Going through the entries below, copy out each line that contains "when".

■ **TASK DATA**:
+ + + + + + +

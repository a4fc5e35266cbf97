//! Progress-callback trait for workflow stage events.
//!
//! Inject an [`Arc<dyn StageCallback>`] via
//! [`crate::config::SessionConfigBuilder::progress_callback`] to receive
//! events as the workflow moves through its stages. Collaborator calls can
//! take seconds each (rasterization, recognition, generation, synthesis);
//! the callback is how an embedding application shows a spinner or a status
//! line while they run. There is no cancellation — a started stage runs to
//! completion or failure.
//!
//! # Why callbacks instead of channels?
//!
//! The callback approach is the least-invasive integration point: callers
//! can forward events to a channel, a WebSocket, or a terminal spinner
//! without the library knowing how the host application communicates. All
//! methods have default no-op implementations so callers only override what
//! they care about.

use std::sync::Arc;

/// A stage of the session workflow.
#[derive(Debug, Clone, Copy, PartialEq, Eq)]
pub enum Stage {
    /// Extracting and normalizing document text.
    Ingesting,
    /// Generating the summary and the explanation.
    Generating,
    /// Rendering the explanation as audio.
    Synthesizing,
}

impl Stage {
    /// Short human-readable label for status lines.
    pub fn label(&self) -> &'static str {
        match self {
            Stage::Ingesting => "Extracting text",
            Stage::Generating => "Generating content",
            Stage::Synthesizing => "Rendering audio",
        }
    }
}

/// Called by the session as the workflow progresses.
///
/// Implementations must be `Send + Sync`; the session itself is
/// single-threaded but the callback may be shared with a display thread.
pub trait StageCallback: Send + Sync {
    /// Called when a stage begins.
    fn on_stage_start(&self, stage: Stage) {
        let _ = stage;
    }

    /// Called when a stage finishes (successfully or with recovered
    /// failures).
    fn on_stage_done(&self, stage: Stage) {
        let _ = stage;
    }

    /// Called after each document during ingestion.
    ///
    /// # Arguments
    /// * `index` — 0-based document index
    /// * `total` — number of documents submitted
    /// * `corpus_chars` — characters accumulated so far
    fn on_document_done(&self, index: usize, total: usize, corpus_chars: usize) {
        let _ = (index, total, corpus_chars);
    }
}

/// Shared handle type used throughout the config and session.
pub type ProgressCallback = Arc<dyn StageCallback>;

/// The default callback: ignores every event.
pub struct NoProgress;

impl StageCallback for NoProgress {}
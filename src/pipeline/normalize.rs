//! Whitespace normalization for extracted text.
//!
//! PDF text extraction and OCR both produce ragged output: hard-wrapped
//! lines, runs of blank lines between columns, tab-aligned tables. The
//! normalizer collapses that noise without touching the characters
//! themselves, so non-Latin scripts survive intact for multilingual
//! generation and synthesis.
//!
//! ## Rule Order
//!
//! Rules must run in this specific order: line endings are unified before
//! newline runs are collapsed (a stray `\r` would otherwise hide a blank
//! line), and newline runs are collapsed before space runs so the
//! interleaved-whitespace pattern still sees the tabs and spaces it matches
//! on.

use once_cell::sync::Lazy;
use regex::Regex;

static RE_NEWLINE_RUNS: Lazy<Regex> = Lazy::new(|| Regex::new(r"\n[ \t]*(?:\n[ \t]*)+").unwrap());
static RE_SPACE_RUNS: Lazy<Regex> = Lazy::new(|| Regex::new(r"[ \t]+").unwrap());

/// Normalize extracted text to single-spaced, single-newline form.
///
/// Rules (applied in order):
/// 1. Unify line endings (CRLF / CR → LF)
/// 2. Collapse any run of 2+ newlines, with interleaved spaces or tabs,
///    into exactly one newline
/// 3. Collapse runs of spaces and tabs into a single space
/// 4. Trim leading and trailing whitespace
///
/// The function is idempotent: `normalize(normalize(t)) == normalize(t)`.
pub fn normalize(text: &str) -> String {
    let s = text.replace("\r\n", "\n").replace('\r', "\n");
    let s = RE_NEWLINE_RUNS.replace_all(&s, "\n");
    let s = RE_SPACE_RUNS.replace_all(&s, " ");
    s.trim().to_string()
}

#[cfg(test)]
mod tests {
    use super::*;

    #[test]
    fn collapses_newline_runs() {
        assert_eq!(normalize("a\n\n\nb"), "a\nb");
        assert_eq!(normalize("a\n \t \n  \nb"), "a\nb");
    }

    #[test]
    fn collapses_space_runs() {
        assert_eq!(normalize("a  \t  b"), "a b");
    }

    #[test]
    fn trims_edges() {
        assert_eq!(normalize("  \n hello \n  "), "hello");
    }

    #[test]
    fn unifies_line_endings() {
        assert_eq!(normalize("a\r\nb\rc"), "a\nb\nc");
        assert_eq!(normalize("a\r\n\r\nb"), "a\nb");
    }

    #[test]
    fn preserves_non_latin_scripts() {
        let hindi = "नमस्ते   दुनिया\n\n\nयह एक परीक्षण है।";
        assert_eq!(normalize(hindi), "नमस्ते दुनिया\nयह एक परीक्षण है।");
    }

    #[test]
    fn idempotent() {
        let cases = [
            "",
            "plain",
            "a\n\n\nb\t\tc",
            "  leading and trailing  ",
            "mixed \r\n\r\n endings\r",
            "tab\tbefore\n \t \nnewline",
            "para one\n\npara two\n\n\n\npara three",
        ];
        for case in cases {
            let once = normalize(case);
            assert_eq!(normalize(&once), once, "not idempotent for {case:?}");
        }
    }
}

+ + + + + + +

■ **TASK RESPONSE**:
    /// Called when a stage begins.
    /// Called when a stage finishes (successfully or with recovered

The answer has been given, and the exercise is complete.